Eleanor the Great is a patient, honest look at grief

Eleanor the Grant had its world premiere at the Toronto International Film Festival (TIFF) on September 8, 2025. Canadian release date September 26, 2025. “Scarlett Johansson’s Eleanor the Great is a patient, honest look at grief.”
Eleanor the Great is Scarlett Johansson’s first film as a director. She chooses a quiet story about grief. The focus stays on one woman trying to live after loss.
Eleanor, an older woman, loses her lifelong friend, who was also a Holocaust survivor. The loss pulls the floor out from under her. She leaves Florida and returns to New York, hoping to find comfort in family and familiar streets. Instead, she drifts. Memory and absence sit with her in every scene.
Making new friends at ninety proves difficult. Longing for connection, Eleanor befriends a 19-year-old student who brings light but not stability. At the Holocaust survivors’ support group, she meets Nina, who is facing the death of her mother. Nina’s father handles grief by pretending it is not happening. Three people, three different ways of carrying loss. These relationships give the story shape and show how grief looks different for everyone.

The story sharpens when Eleanor’s place in the survivors’ group turns into a lie with serious consequences. Her need for belonging outweighs honesty. The decision complicates her grief instead of easing it.

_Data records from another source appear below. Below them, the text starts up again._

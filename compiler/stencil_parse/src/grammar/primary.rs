//! Primary expressions: literals, identifiers, grouping, `if`, `for`,
//! function literals, array and hash literals.

use std::sync::Arc;

use stencil_ir::{
    ArrayLiteral, BoolLiteral, ElseIf, Expr, FloatLiteral, ForExpr, FunctionLiteral, HashLiteral,
    Identifier, IfExpr, IntLiteral, StringLiteral, TokenKind,
};
use tracing::trace;

use crate::{ParseError, ParseErrorKind, Parser};

impl Parser {
    pub(crate) fn parse_primary(&mut self) -> Result<Expr, ParseError> {
        let token = self.cursor.current().clone();
        trace!(kind = %token.kind, line = token.line, "parse_primary");
        let expr = match token.kind {
            TokenKind::Ident => {
                self.cursor.advance();
                Expr::Ident(Identifier::new(token))
            }
            TokenKind::Int => {
                self.cursor.advance();
                let value = token.literal.parse::<i64>().map_err(|_| {
                    ParseError::new(
                        token.line,
                        ParseErrorKind::InvalidNumber {
                            literal: token.literal.clone(),
                        },
                    )
                })?;
                Expr::Int(IntLiteral { token, value })
            }
            TokenKind::Float => {
                self.cursor.advance();
                let value = token.literal.parse::<f64>().map_err(|_| {
                    ParseError::new(
                        token.line,
                        ParseErrorKind::InvalidNumber {
                            literal: token.literal.clone(),
                        },
                    )
                })?;
                Expr::Float(FloatLiteral { token, value })
            }
            TokenKind::String => {
                self.cursor.advance();
                let value = token.literal.clone();
                Expr::Str(StringLiteral { token, value })
            }
            TokenKind::True | TokenKind::False => {
                self.cursor.advance();
                let value = token.kind == TokenKind::True;
                Expr::Bool(BoolLiteral { token, value })
            }
            TokenKind::Nil => {
                self.cursor.advance();
                Expr::Nil(token)
            }
            TokenKind::LParen => {
                self.cursor.advance();
                let outer = std::mem::replace(&mut self.block_calls, true);
                let inner = self.parse_expression();
                self.block_calls = outer;
                let inner = inner?;
                self.expect(TokenKind::RParen)?;
                inner
            }
            TokenKind::LBracket => {
                self.cursor.advance();
                let elements = self.parse_expression_list(TokenKind::RBracket)?;
                Expr::Array(ArrayLiteral { token, elements })
            }
            TokenKind::LBrace => self.parse_hash()?,
            TokenKind::If => self.parse_if()?,
            TokenKind::For => self.parse_for()?,
            TokenKind::Fn => self.parse_function()?,
            _ => return Err(ParseError::expected_expression(&token)),
        };
        Ok(expr)
    }

    /// `{key: value, ...}`. Bare identifier keys are taken as strings.
    fn parse_hash(&mut self) -> Result<Expr, ParseError> {
        let token = self.expect(TokenKind::LBrace)?;
        let mut pairs = Vec::new();
        while !self.cursor.eat(TokenKind::RBrace) {
            let key = if self.cursor.check(TokenKind::Ident)
                && self.cursor.peek_kind_at(1) == TokenKind::Colon
            {
                let key_token = self.cursor.advance();
                let value = key_token.literal.clone();
                Expr::Str(StringLiteral {
                    token: key_token,
                    value,
                })
            } else {
                self.parse_expression()?
            };
            self.expect(TokenKind::Colon)?;
            let value = self.parse_expression()?;
            pairs.push((key, value));
            if !self.cursor.eat(TokenKind::Comma) {
                self.expect(TokenKind::RBrace)?;
                break;
            }
        }
        Ok(Expr::Hash(HashLiteral { token, pairs }))
    }

    /// `if cond { } else if cond { } else { }`
    fn parse_if(&mut self) -> Result<Expr, ParseError> {
        let token = self.expect(TokenKind::If)?;
        let condition = self.parse_expression_no_block_call()?;
        let consequence = self.parse_block()?;
        let mut else_ifs = Vec::new();
        let mut alternative = None;
        while self.cursor.eat(TokenKind::Else) {
            if self.cursor.eat(TokenKind::If) {
                let condition = self.parse_expression_no_block_call()?;
                let block = self.parse_block()?;
                else_ifs.push(ElseIf { condition, block });
            } else {
                alternative = Some(self.parse_block()?);
                break;
            }
        }
        Ok(Expr::If(Box::new(IfExpr {
            token,
            condition,
            consequence,
            else_ifs,
            alternative,
        })))
    }

    /// `for (key) in iterable { }` or `for (key, value) in iterable { }`
    fn parse_for(&mut self) -> Result<Expr, ParseError> {
        let token = self.expect(TokenKind::For)?;
        self.expect(TokenKind::LParen)?;
        let key = self.expect_ident()?;
        let value = if self.cursor.eat(TokenKind::Comma) {
            Some(self.expect_ident()?)
        } else {
            None
        };
        self.expect(TokenKind::RParen)?;
        self.expect(TokenKind::In)?;
        let iterable = self.parse_expression_no_block_call()?;
        let body = self.parse_block()?;
        Ok(Expr::For(Box::new(ForExpr {
            token,
            key,
            value,
            iterable,
            body,
        })))
    }

    /// `fn(a, b) { body }`
    fn parse_function(&mut self) -> Result<Expr, ParseError> {
        let token = self.expect(TokenKind::Fn)?;
        self.expect(TokenKind::LParen)?;
        let params = self.parse_params()?;
        let body = Arc::new(self.parse_block()?);
        Ok(Expr::Function(FunctionLiteral {
            token,
            params,
            body,
        }))
    }
}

Johansson directs with restraint. She does not reach for big moments. The story is about how grief touches daily life. Eating breakfast alone. Walking through a street that holds old memories. Sitting in silence. Eleanor never explains her pain. You see it in her pauses and in the way she resists change.
The supporting cast adds weight. Family members want to help but do not know how. The new friendships test Eleanor, sometimes giving comfort and sometimes exposing her loneliness. These tensions make the film feel true. Grief is not something solved. It is something carried.
Johansson lets scenes play without rushing. The camera lingers on Eleanor’s face, giving you time to sit with her. The slowness mirrors how grief moves. Nothing neat. Nothing quick.
Eleanor’s journey is not about closure. It is about learning to live with pain and still move forward. Eleanor the Great is a quiet but strong debut. It respects grief and honours the strength needed to face another day.